Abstract

Many scholars have written forceful condemnations of pre-dispute binding arbitration agreements in consumer contracts in general, and some have focused on nursing home admission contracts specifically. They focus on the failure of the courts to adequately police these agreements for unconscionability, the expansive interpretation of the Federal Arbitration Act (FAA) by the U.S. Supreme Court, and the failure of Congress to amend the FAA. While touching on these issues, this Article charts a different course. In this Article, I move beyond the deserved and already well-articulated castigation of the courts and Congress in favor of an approach that could, if followed, have an almost immediate impact. I argue that the Secretary of the U.S. Department of Health and Human Services should use its extremely broad statutory power under the Medicare and Medicaid Acts to declare these agreements unconscionable and prohibit federal funding of nursing homes that use them.
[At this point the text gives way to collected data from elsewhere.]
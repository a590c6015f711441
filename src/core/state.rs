// src/core/state.rs

use num_complex::Complex64;
use num_traits::{One, Zero};
use rand::Rng;
use std::fmt;
use std::ops::Sub;

use super::error::ZxError;
use super::matrix::ComplexMatrix;

/// A pure state over a fixed number of qubits.
///
/// Stored as a single-column `ComplexMatrix` of length `2^qubits`. Qubit 0 is
/// the most significant bit of a basis index, so `|100>` is index 4.
///
/// States are not required to be normalised. ZX circuits may be trace
/// reducing (destructors, projections), and the reduced mass is information
/// a caller may want to keep, so nothing here renormalises implicitly except
/// the measurement collapse.
#[derive(Debug, Clone, PartialEq)]
pub struct QuantumState {
    amplitudes: ComplexMatrix,
}

impl QuantumState {
    /// Creates a state from raw amplitudes.
    ///
    /// # Panics
    /// Panics if `amplitudes` is empty.
    pub fn new(amplitudes: Vec<Complex64>) -> Self {
        Self { amplitudes: ComplexMatrix::column_vector(amplitudes) }
    }

    /// Wraps a single-column matrix.
    pub fn from_matrix(matrix: ComplexMatrix) -> Result<Self, ZxError> {
        if matrix.width() != 1 {
            return Err(ZxError::DimensionMismatch {
                message: format!("a state must be a single column, got a {}x{} matrix", matrix.height(), matrix.width()),
            });
        }
        Ok(Self { amplitudes: matrix })
    }

    /// The computational basis state `|index>` over `qubits` qubits.
    pub fn basis(qubits: usize, index: usize) -> Self {
        let dim = 1usize << qubits;
        assert!(index < dim, "basis index {} out of range for {} qubits", index, qubits);
        let mut amplitudes = vec![Complex64::zero(); dim];
        amplitudes[index] = Complex64::one();
        Self::new(amplitudes)
    }

    /// `|0...0>` over `qubits` qubits.
    pub fn zero(qubits: usize) -> Self {
        Self::basis(qubits, 0)
    }

    /// Amplitudes in basis order.
    pub fn amplitudes(&self) -> &[Complex64] {
        self.amplitudes.entries()
    }

    /// The underlying column matrix.
    pub fn matrix(&self) -> &ComplexMatrix {
        &self.amplitudes
    }

    /// Number of amplitudes.
    pub fn dim(&self) -> usize {
        self.amplitudes.height()
    }

    /// `log2(dim)`, rounded down.
    pub fn num_qubits(&self) -> usize {
        self.dim().ilog2() as usize
    }

    /// `self ⊗ other`; `self` takes the leading qubits.
    pub fn tensor(&self, other: &QuantumState) -> QuantumState {
        Self { amplitudes: self.amplitudes.tensor(&other.amplitudes) }
    }

    /// Returns `op · self`.
    ///
    /// # Panics
    /// Panics unless `op.width() == self.dim()`.
    pub fn apply_operator(&self, op: &ComplexMatrix) -> QuantumState {
        Self { amplitudes: op.multiply(&self.amplitudes) }
    }

    /// Normalises with the complex square sum (see `ComplexMatrix::normalize`).
    pub fn normalize(&self) -> QuantumState {
        Self { amplitudes: self.amplitudes.normalize() }
    }

    /// `|sqrt(Σ z²)|` of the amplitudes.
    pub fn magnitude(&self) -> f64 {
        self.amplitudes.magnitude()
    }

    /// `Σ |z|²`, the total probability carried by the state.
    pub fn probability_mass(&self) -> f64 {
        self.amplitudes().iter().map(|z| z.norm_sqr()).sum()
    }

    /// Amplitude-wise difference.
    pub fn subtract(&self, other: &QuantumState) -> QuantumState {
        Self { amplitudes: self.amplitudes.subtract(&other.amplitudes) }
    }

    fn check_qubit(&self, qubit: usize) -> Result<usize, ZxError> {
        let num_qubits = self.num_qubits();
        if qubit >= num_qubits {
            return Err(ZxError::InvalidQubit { qubit, num_qubits });
        }
        Ok(num_qubits - 1 - qubit)
    }

    /// Probability mass of the `|0>` and `|1>` branches of `qubit`.
    fn branch_masses(&self, bit: usize) -> (f64, f64) {
        self.amplitudes().iter().enumerate().fold((0.0, 0.0), |(zero, one), (k, z)| {
            if (k >> bit) & 1 == 0 {
                (zero + z.norm_sqr(), one)
            } else {
                (zero, one + z.norm_sqr())
            }
        })
    }

    /// Keeps the amplitudes where `qubit` equals `value`, divided by `sqrt(mass)`.
    fn collapse(&self, bit: usize, value: bool, mass: f64) -> QuantumState {
        let wanted = usize::from(value);
        let root = mass.sqrt();
        let amplitudes = self
            .amplitudes()
            .iter()
            .enumerate()
            .map(|(k, z)| {
                if (k >> bit) & 1 == wanted && root > 0.0 {
                    *z / root
                } else {
                    Complex64::zero()
                }
            })
            .collect();
        QuantumState::new(amplitudes)
    }

    /// Measures `qubit` in the computational basis.
    ///
    /// Draws one uniform sample against the total probability mass, keeps the
    /// chosen branch and divides it by the square root of that branch's mass.
    /// The result is only unit-normalised when the input was.
    pub fn measure_qubit<R: Rng + ?Sized>(&self, qubit: usize, rng: &mut R) -> Result<QuantumState, ZxError> {
        let bit = self.check_qubit(qubit)?;
        let (zero_mass, one_mass) = self.branch_masses(bit);
        let sample = rng.random::<f64>() * (zero_mass + one_mass);
        if sample < zero_mass {
            Ok(self.collapse(bit, false, zero_mass))
        } else {
            Ok(self.collapse(bit, true, one_mass))
        }
    }

    /// Collapses `qubit` onto `value` without drawing randomness.
    ///
    /// Returns the collapsed state and the probability mass of the branch.
    /// An empty branch yields the zero state with probability 0.
    pub fn measure_qubit_to_value(&self, qubit: usize, value: bool) -> Result<(QuantumState, f64), ZxError> {
        let bit = self.check_qubit(qubit)?;
        let (zero_mass, one_mass) = self.branch_masses(bit);
        let mass = if value { one_mass } else { zero_mass };
        Ok((self.collapse(bit, value, mass), mass))
    }
}

impl Sub for &QuantumState {
    type Output = QuantumState;

    fn sub(self, other: &QuantumState) -> QuantumState {
        self.subtract(other)
    }
}

impl fmt::Display for QuantumState {
    fn fmt(&self, f: &mut fmt::Formatter<'_>) -> fmt::Result {
        write!(f, "State[")?;
        for (i, c) in self.amplitudes().iter().enumerate() {
            write!(f, "{}{:.4}", if i > 0 { ", " } else { "" }, c)?;
        }
        write!(f, "]")
    }
}

#[cfg(test)]
mod tests {
    use super::*;
    use rand::SeedableRng;
    use rand::rngs::StdRng;
    use std::f64::consts::FRAC_1_SQRT_2;

    const TEST_TOLERANCE: f64 = 1e-9;

    fn c(re: f64) -> Complex64 {
        Complex64::new(re, 0.0)
    }

    #[test]
    fn test_basis_and_num_qubits() {
        let s = QuantumState::basis(3, 4);
        assert_eq!(s.dim(), 8);
        assert_eq!(s.num_qubits(), 3);
        assert_eq!(s.amplitudes()[4], c(1.0));
    }

    #[test]
    fn test_hadamard_on_first_qubit() {
        let h = ComplexMatrix::from_rows(vec![
            vec![c(FRAC_1_SQRT_2), c(FRAC_1_SQRT_2)],
            vec![c(FRAC_1_SQRT_2), c(-FRAC_1_SQRT_2)],
        ]);
        let op = h.tensor(&ComplexMatrix::identity(2));
        let out = QuantumState::zero(2).apply_operator(&op);
        // (|00> + |10>) / sqrt(2)
        let expected = QuantumState::new(vec![c(FRAC_1_SQRT_2), c(0.0), c(FRAC_1_SQRT_2), c(0.0)]);
        assert!(out.matrix().approx_eq(expected.matrix(), TEST_TOLERANCE));
    }

    #[test]
    fn test_measure_basis_state_is_certain() -> Result<(), ZxError> {
        let mut rng = StdRng::seed_from_u64(7);
        let s = QuantumState::basis(2, 2); // |10>
        for _ in 0..20 {
            let m0 = s.measure_qubit(0, &mut rng)?;
            assert_eq!(m0, s);
            let m1 = s.measure_qubit(1, &mut rng)?;
            assert_eq!(m1, s);
        }
        Ok(())
    }

    #[test]
    fn test_measure_rescales_by_branch_mass() -> Result<(), ZxError> {
        // Un-normalised state: mass 0.25 on |0>, 0.25 on |1>
        let s = QuantumState::new(vec![c(0.5), c(0.5)]);
        let mut rng = StdRng::seed_from_u64(11);
        let m = s.measure_qubit(0, &mut rng)?;
        assert!((m.probability_mass() - 1.0).abs() < TEST_TOLERANCE);
        Ok(())
    }

    #[test]
    fn test_measure_statistics() -> Result<(), ZxError> {
        // 1/4 on |0>, 3/4 on |1>
        let s = QuantumState::new(vec![c(0.5), c(0.75f64.sqrt())]);
        let mut rng = StdRng::seed_from_u64(1234);
        let trials = 4000;
        let mut ones = 0;
        for _ in 0..trials {
            let m = s.measure_qubit(0, &mut rng)?;
            if m.amplitudes()[1].norm() > 0.5 {
                ones += 1;
            }
        }
        let ratio = ones as f64 / trials as f64;
        assert!((ratio - 0.75).abs() < 0.05, "observed ratio {}", ratio);
        Ok(())
    }

    #[test]
    fn test_measure_to_value_reports_branch_mass() -> Result<(), ZxError> {
        let s = QuantumState::new(vec![c(0.5), c(0.0), c(0.0), c(0.75f64.sqrt())]);
        let (zero, p0) = s.measure_qubit_to_value(0, false)?;
        let (one, p1) = s.measure_qubit_to_value(0, true)?;
        assert!((p0 - 0.25).abs() < TEST_TOLERANCE);
        assert!((p1 - 0.75).abs() < TEST_TOLERANCE);
        assert!((zero.amplitudes()[0].re - 1.0).abs() < TEST_TOLERANCE);
        assert!((one.amplitudes()[3].re - 1.0).abs() < TEST_TOLERANCE);
        Ok(())
    }

    #[test]
    fn test_measure_to_value_partitions_mass() -> Result<(), ZxError> {
        for qubits in 1..=4usize {
            let dim = 1usize << qubits;
            let amplitudes: Vec<Complex64> =
                (0..dim).map(|k| Complex64::new((k as f64 + 1.0).sin(), (k as f64 * 0.5).cos())).collect();
            let state = QuantumState::new(amplitudes);
            let total = state.probability_mass();

            let mut branches = vec![(state, 1.0)];
            for qubit in 0..qubits {
                let mut next = Vec::new();
                for (s, p) in &branches {
                    for value in [false, true] {
                        let (collapsed, mass) = s.measure_qubit_to_value(qubit, value)?;
                        next.push((collapsed, p * mass));
                    }
                }
                branches = next;
            }
            assert_eq!(branches.len(), dim);
            let sum: f64 = branches.iter().map(|(_, p)| p).sum();
            assert!((sum - total).abs() < 1e-9, "qubits={} sum={} total={}", qubits, sum, total);
        }
        Ok(())
    }

    #[test]
    fn test_measure_empty_branch_yields_zero_state() -> Result<(), ZxError> {
        let s = QuantumState::basis(1, 0);
        let (collapsed, p) = s.measure_qubit_to_value(0, true)?;
        assert_eq!(p, 0.0);
        assert_eq!(collapsed.probability_mass(), 0.0);
        Ok(())
    }

    #[test]
    fn test_measure_out_of_range_qubit() {
        let s = QuantumState::zero(2);
        let mut rng = StdRng::seed_from_u64(0);
        assert_eq!(s.measure_qubit(2, &mut rng), Err(ZxError::InvalidQubit { qubit: 2, num_qubits: 2 }));
    }

    #[test]
    fn test_subtract_and_magnitude() {
        let a = QuantumState::new(vec![c(0.6), c(0.8)]);
        let b = QuantumState::new(vec![c(0.6), c(0.8)]);
        assert!((&a - &b).magnitude() < TEST_TOLERANCE);
        assert!((a.magnitude() - 1.0).abs() < TEST_TOLERANCE);
    }

    #[test]
    fn test_from_matrix_rejects_wide_matrix() {
        assert!(QuantumState::from_matrix(ComplexMatrix::identity(2)).is_err());
        assert!(QuantumState::from_matrix(ComplexMatrix::column_vector(vec![c(1.0)])).is_ok());
    }
}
This approach is consistent with the FAA because the FAA does not protect unconscionable agreements to arbitrate.A declaration by the Secretary that these agreements are unconscionable is warranted for many reasons. The gross disparity in bargaining power, the vulnerability of the population, the emotionally charged circumstances that surround being admitted to a nursing home, the significance of the rights being given up, and the type of harm to which nursing home residents are exposed (serious injury or death from negligent care or abuse) all justify a finding of unconscionability. The executive branch is also institutionally better suited than the judiciary to declare these agreements unconscionable. The executive branch has superior resources to investigate these issues and can fashion a remedy -- blanket prohibition of these agreements -- that is superior to case-by-case adjudication by the courts.